La conseguenza peggiore della fine di un amore e del fallimento di una relazione non ha effetti tanto sull’ex coppia, quanto in verità sui figli. E spesso i padri pagano il pegno del sentimento filiale. Affollano le mense di beneficenza, spesso si riducono a vivere in automobile, cadono in depressione e il vortice nel quale finiscono non concede uscite di sicurezza: secondo l’Eurispes (Istituto di Studi Politici Economici e Sociali N.d.A.) in Italia sono 4 milioni e mezzo e l’ottanta per cento di essi non riesce a vivere coi proventi del proprio stipendio, così che 800 mila si trovano al di sotto della soglia della povertà. La difficoltà economica, conseguenza sia della scarsità delle risorse di vita sia dei versamenti a titolo di mantenimento in capo alle ex mogli, conduce sul lastrico fin troppi uomini, abbandonati al silenzio della cronaca.
Ciononostante, dal 2006 è entrata in vigore la legge n. 54/2006, che ha introdotto la disciplina dell’affidamento condiviso, già presente in termini di affidamento congiunto all’art. 6 della legge sul divorzio (risalente al 1970). Ragionevolmente, il Legislatore d’allora ha voluto dare una soluzione al problema, col suddividere parimenti le responsabilità ripartite tra i genitori e col mantenere una linea comune di obblighi tanto nei confronti della madre quanto del padre. E, soprattutto, rendere meno drammatica la crescita del figlio, costretto dal giudice alla pressoché esclusiva educazione da parte di un singolo genitore (ovvero, la madre). Eppure, nel 90% dei casi, in base a 1020 sentenze campione analizzate lungo tutta la penisola, la legge non viene applicata: i propositi del Legislatore sono resi nulli quotidianamente dai tribunali, che propendono per l’affidamento esclusivo, talvolta anche a parità di reddito. Il padre diventa, in tal maniera, un genitore del tempo libero.
L’iter che porta alla fine di un rapporto coniugale, poi, è tutt’altro che breve: in Italia prima del divorzio – previsto come rimedio ultimo a un matrimonio fallimentare – c’è il gradino della separazione (Perlessi sposi?). È un periodo, intercorrente tra una crisi e una chiusura definitiva, che logora sì i due coniugi, ma mette a repentaglio la crescita di un figlio, per di più se adolescente. E che nella maggior parte dei casi consiste in una ferita che non si richiude, o genera una cicatrice molto superficiale. Figli contesi come bottini di guerra e liti infinite nelle aule dei giudiziarie: è un libro senza fine che accumula pagine sempre più in fretta. Dentro a una storia siffatta vi sono le vicende di tanti uomini (del ceto medio), i quali con un reddito di 1300 euro al mese sono costretti a trovare un alloggio e versare in media metà stipendio per il mantenimento della prole e sovente dell’ex coniuge.

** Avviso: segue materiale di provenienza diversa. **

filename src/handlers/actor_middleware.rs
//! Resolves the caller once per request and stores the resulting
//! `ActorIdentity` in request extensions. Never rejects a request.

use crate::services::actor_resolver::ActorResolver;
use axum::{
    extract::{Request, State},
    middleware::Next,
    response::Response,
};
use std::sync::Arc;

pub async fn resolve_actor(
    State(resolver): State<Arc<ActorResolver>>,
    mut request: Request,
    next: Next,
) -> Response {
    let actor = resolver.resolve(request.headers()).await;
    request.extensions_mut().insert(actor);
    next.run(request).await
}
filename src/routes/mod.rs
#[allow(clippy::module_inception)]
pub mod routes;
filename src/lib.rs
pub mod config;
pub mod errors;
pub mod handlers;
pub mod models;
pub mod routes;
pub mod services;
pub mod state;
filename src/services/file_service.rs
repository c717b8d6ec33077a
//! src/services/file_service.rs
//!
//! FileService: the upload, download and delete lifecycles. Each one
//! sequences calls to the metadata store and the object store and owns the
//! consistency contract between them. Nothing here is transactional across
//! the two stores; every partial failure lands in one of these states:
//!
//! - pending record, no object (write failed or was cancelled)
//! - pending record, object present (crash between write and confirm)
//! - no record, object present (object delete failed after row delete)
//!
//! All of them are detectable: pending records through
//! `pending_uploads`, and stray objects because no record names them.

use crate::{
    models::{
        actor::ActorIdentity,
        bucket::Bucket,
        file::{ConfirmedUpload, FileRecord, NewFile},
    },
    services::{
        bucket_policy::{self, PolicyViolation},
        metadata_store::{FileAccess, MetadataError, MetadataStore},
        object_store::{ByteStream, ObjectReader, ObjectStore, ObjectStoreError},
    },
};
use std::{future::Future, sync::Arc, time::Duration};
use thiserror::Error;
use tracing::{debug, error, info, warn};
use uuid::Uuid;

/// Upper bound on presigned-URL lifetime (seven days, as in S3).
pub const MAX_PRESIGN_EXPIRY_SECS: u64 = 7 * 24 * 60 * 60;

#[derive(Debug, Error)]
pub enum StorageError {
    #[error("bucket `{0}` not found")]
    BucketNotFound(String),
    #[error(transparent)]
    Policy(#[from] PolicyViolation),
    #[error("file `{0}` not found")]
    FileNotFound(Uuid),
    #[error("object for file `{id}` is missing from bucket `{bucket}`")]
    ObjectMissing { id: Uuid, bucket: String },
    #[error("{0}")]
    Forbidden(String),
    #[error("{0}")]
    InvalidRequest(String),
    #[error("{operation} timed out after {after:?}")]
    Timeout {
        operation: &'static str,
        after: Duration,
    },
    #[error("{0}")]
    Inconsistent(String),
    #[error(transparent)]
    Object(#[from] ObjectStoreError),
    #[error(transparent)]
    Metadata(#[from] MetadataError),
}

pub type StorageResult<T> = Result<T, StorageError>;

/// Bounds applied to every external call.
#[derive(Clone, Copy, Debug)]
pub struct Timeouts {
    /// Metadata calls and object-store control calls.
    pub call: Duration,
    /// Streaming object writes.
    pub transfer: Duration,
}

impl Default for Timeouts {
    fn default() -> Self {
        Self {
            call: Duration::from_secs(10),
            transfer: Duration::from_secs(300),
        }
    }
}

/// A validated upload waiting to be stored.
pub struct UploadRequest {
    pub bucket: String,
    pub name: String,
    pub mime_type: String,
    /// Declared length of `body`, in bytes.
    pub size: u64,
    pub body: ByteStream,
}

/// A readable file: its record, owning bucket, and a live body.
pub struct Download {
    pub record: FileRecord,
    pub bucket: Bucket,
    pub body: ObjectReader,
}

impl std::fmt::Debug for Download {
    fn fmt(&self, f: &mut std::fmt::Formatter<'_>) -> std::fmt::Result {
        f.debug_struct("Download")
            .field("record", &self.record)
            .field("bucket", &self.bucket)
            .finish_non_exhaustive()
    }
}

#[derive(Debug, Clone, PartialEq, Eq)]
pub struct PresignedUrl {
    pub url: String,
    pub expires_in: u64,
}

/// Orchestrates file lifecycles over the two stores.
///
/// Cheap to clone; the store handles are shared and never mutated.
#[derive(Clone)]
pub struct FileService {
    metadata: Arc<dyn MetadataStore>,
    objects: Arc<dyn ObjectStore>,
    timeouts: Timeouts,
}

impl FileService {
    pub fn new(
        metadata: Arc<dyn MetadataStore>,
        objects: Arc<dyn ObjectStore>,
        timeouts: Timeouts,
    ) -> Self {
        Self {
            metadata,
            objects,
            timeouts,
        }
    }

    /// Run `fut` under `limit`. Expiry is reported once and never retried.
    async fn bounded<T, E, F>(
        &self,
        operation: &'static str,
        limit: Duration,
        fut: F,
    ) -> StorageResult<T>
    where
        F: Future<Output = Result<T, E>>,
        StorageError: From<E>,
    {
        match tokio::time::timeout(limit, fut).await {
            Ok(result) => result.map_err(StorageError::from),
            Err(_) => Err(StorageError::Timeout {
                operation,
                after: limit,
            }),
        }
    }

    async fn call<T, E, F>(&self, operation: &'static str, fut: F) -> StorageResult<T>
    where
        F: Future<Output = Result<T, E>>,
        StorageError: From<E>,
    {
        self.bounded(operation, self.timeouts.call, fut).await
    }

    async fn bucket(&self, actor: &ActorIdentity, name: &str) -> StorageResult<Bucket> {
        self.call("get_bucket", self.metadata.get_bucket(actor, name))
            .await?
            .ok_or_else(|| StorageError::BucketNotFound(name.to_string()))
    }

    /// Absent and not-authorized are the same answer.
    async fn visible_file(
        &self,
        actor: &ActorIdentity,
        id: Uuid,
        access: FileAccess,
    ) -> StorageResult<FileRecord> {
        self.call("get_file", self.metadata.get_file(actor, id, access))
            .await?
            .ok_or(StorageError::FileNotFound(id))
    }

    /// Store a new file.
    ///
    /// 1. Load bucket policy and run the policy gate. Nothing is written on rejection.
    /// 2. Reserve a pending record; its id becomes the object key.
    /// 3. Stream the payload to the object store.
    /// 4. Confirm the record with the size and etag the store reported.
    ///
    /// A failure after step 2 leaves the record pending. It is not rolled back.
    pub async fn upload(
        &self,
        actor: &ActorIdentity,
        request: UploadRequest,
    ) -> StorageResult<FileRecord> {
        let UploadRequest {
            bucket: bucket_name,
            name,
            mime_type,
            size,
            body,
        } = request;

        let declared = i64::try_from(size)
            .map_err(|_| StorageError::InvalidRequest("declared size is too large".into()))?;

        let bucket = self.bucket(actor, &bucket_name).await?;
        bucket_policy::check(&bucket, declared, &mime_type)?;

        let record = self
            .call(
                "create_file",
                self.metadata.create_file(
                    actor,
                    NewFile {
                        bucket_id: bucket.id,
                        name,
                        size: declared,
                        mime_type: mime_type.clone(),
                    },
                ),
            )
            .await?;
        debug!(file_id = %record.id, bucket = %bucket.name, "reserved pending record");

        let key = record.object_key();
        let outcome = match self
            .bounded(
                "put_object",
                self.timeouts.transfer,
                self.objects.put(&bucket.name, &key, body, size, &mime_type),
            )
            .await
        {
            Ok(outcome) => outcome,
            Err(err) => {
                warn!(
                    file_id = %record.id,
                    bucket = %bucket.name,
                    operation = "put_object",
                    "object write failed, record left pending: {}",
                    err
                );
                return Err(err);
            }
        };

        let confirmed = ConfirmedUpload {
            size: i64::try_from(outcome.size).unwrap_or(i64::MAX),
            mime_type,
            etag: outcome.etag,
        };

        match self
            .call(
                "confirm_upload",
                self.metadata.confirm_upload(actor, record.id, confirmed),
            )
            .await
        {
            Ok(Some(confirmed)) => {
                info!(
                    file_id = %confirmed.id,
                    bucket = %bucket.name,
                    size = confirmed.size,
                    "upload confirmed"
                );
                Ok(confirmed)
            }
            Ok(None) => {
                error!(
                    file_id = %record.id,
                    bucket = %bucket.name,
                    operation = "confirm_upload",
                    "pending record was not confirmable, object stored without confirmation"
                );
                Err(StorageError::Inconsistent(format!(
                    "file `{}` could not be confirmed",
                    record.id
                )))
            }
            Err(err) => {
                error!(
                    file_id = %record.id,
                    bucket = %bucket.name,
                    operation = "confirm_upload",
                    "object stored but record left pending: {}",
                    err
                );
                Err(err)
            }
        }
    }

    /// Open a file for reading. Pending records are not downloadable.
    pub async fn download(&self, actor: &ActorIdentity, id: Uuid) -> StorageResult<Download> {
        let record = self.visible_file(actor, id, FileAccess::Read).await?;
        if !record.is_uploaded {
            debug!(file_id = %id, "download of pending record");
            return Err(StorageError::FileNotFound(id));
        }

        let bucket = self.bucket(actor, &record.bucket_name).await?;
        let body = match self
            .call(
                "get_object",
                self.objects.get(&record.bucket_name, &record.object_key()),
            )
            .await
        {
            Ok(body) => body,
            Err(StorageError::Object(ObjectStoreError::NotFound { .. })) => {
                warn!(
                    file_id = %id,
                    bucket = %record.bucket_name,
                    operation = "get_object",
                    "confirmed record has no object"
                );
                return Err(StorageError::ObjectMissing {
                    id,
                    bucket: record.bucket_name,
                });
            }
            Err(err) => {
                error!(
                    file_id = %id,
                    bucket = %record.bucket_name,
                    operation = "get_object",
                    "object read failed: {}",
                    err
                );
                return Err(err);
            }
        };

        Ok(Download {
            record,
            bucket,
            body,
        })
    }

    /// Delete a file: metadata row first, then the object.
    ///
    /// Anonymous callers are refused before any lookup. If the object delete
    /// fails the row is already gone and the bytes are orphaned.
    pub async fn delete(&self, actor: &ActorIdentity, id: Uuid) -> StorageResult<()> {
        if actor.user_id.is_none() {
            return Err(StorageError::Forbidden(
                "authentication is required to delete files".into(),
            ));
        }

        let record = self.visible_file(actor, id, FileAccess::Write).await?;

        if !self
            .call("delete_file", self.metadata.delete_file(actor, id))
            .await?
        {
            // Deleted by a concurrent request between lookup and delete.
            return Err(StorageError::FileNotFound(id));
        }

        if let Err(err) = self
            .call(
                "delete_object",
                self.objects.delete(&record.bucket_name, &record.object_key()),
            )
            .await
        {
            error!(
                file_id = %id,
                bucket = %record.bucket_name,
                operation = "delete_object",
                "record deleted but object remains: {}",
                err
            );
            return Err(err);
        }

        info!(file_id = %id, bucket = %record.bucket_name, "file deleted");
        Ok(())
    }

    /// Mint a direct-access URL. `expiry` defaults to the bucket's
    /// download expiration and must be within 1s..=7d.
    pub async fn presigned_url(
        &self,
        actor: &ActorIdentity,
        id: Uuid,
        expiry: Option<u64>,
    ) -> StorageResult<PresignedUrl> {
        let record = self.visible_file(actor, id, FileAccess::Read).await?;
        if !record.is_uploaded {
            return Err(StorageError::FileNotFound(id));
        }

        let bucket = self.bucket(actor, &record.bucket_name).await?;
        if !bucket.presigned_urls_enabled {
            return Err(StorageError::Forbidden(format!(
                "presigned URLs are disabled for bucket `{}`",
                bucket.name
            )));
        }

        let expires_in = match expiry {
            Some(secs) => secs,
            None => u64::try_from(bucket.download_expiration).unwrap_or(0),
        };
        if expires_in == 0 || expires_in > MAX_PRESIGN_EXPIRY_SECS {
            return Err(StorageError::InvalidRequest(format!(
                "expiry must be between 1 and {} seconds",
                MAX_PRESIGN_EXPIRY_SECS
            )));
        }

        let url = self
            .call(
                "presign_object",
                self.objects.presign(
                    &record.bucket_name,
                    &record.object_key(),
                    Duration::from_secs(expires_in),
                ),
            )
            .await?;

        Ok(PresignedUrl { url, expires_in })
    }

    /// Records still pending after `older_than`: uploads that never confirmed.
    pub async fn pending_uploads(
        &self,
        actor: &ActorIdentity,
        older_than: Duration,
    ) -> StorageResult<Vec<FileRecord>> {
        let age = chrono::Duration::from_std(older_than)
            .map_err(|_| StorageError::InvalidRequest("cutoff is out of range".into()))?;
        let cutoff = chrono::Utc::now() - age;
        self.call(
            "list_pending_uploads",
            self.metadata.list_pending_uploads(actor, cutoff),
        )
        .await
    }

    /// Readiness of both stores.
    pub async fn check_ready(&self) -> (StorageResult<()>, StorageResult<()>) {
        let metadata = self.call("metadata_ready", self.metadata.check_ready()).await;
        let objects = self.call("objects_ready", self.objects.check_ready()).await;
        (metadata, objects)
    }
}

Tolti circa 800 euro su 1300 non restano i soldi nemmeno per un monolocale. I nuovi poveri, o altrimenti detti “generazione boomerang”, perché giunti alla mezza età, illusi di aver costruito castelli di roccia nella propria vita, tornano alle proprie case con la consapevolezza di aver costruito sulla sabbia. Padri che ritornano ad essere figli.
Nella luce dell’amore filiale che, al netto di alcune rarissime eccezioni, illumina più di ogni altro faro e nella sicurezza (benché meramente testuale) della giurisprudenza, è opportuno ricordare che il padre non è un lavoro part-time. Tutt’altro. È un piacere, un dovere, un impegno e una fede che richiede sforzi assai più duri dell’impiego professionale. Significa far nascere, crescere, insegnare, supportare e in futuro assistere allo stesso giro, con qualche ruga in più sotto agli occhi, ma con tanta più felicità dentro al cuore.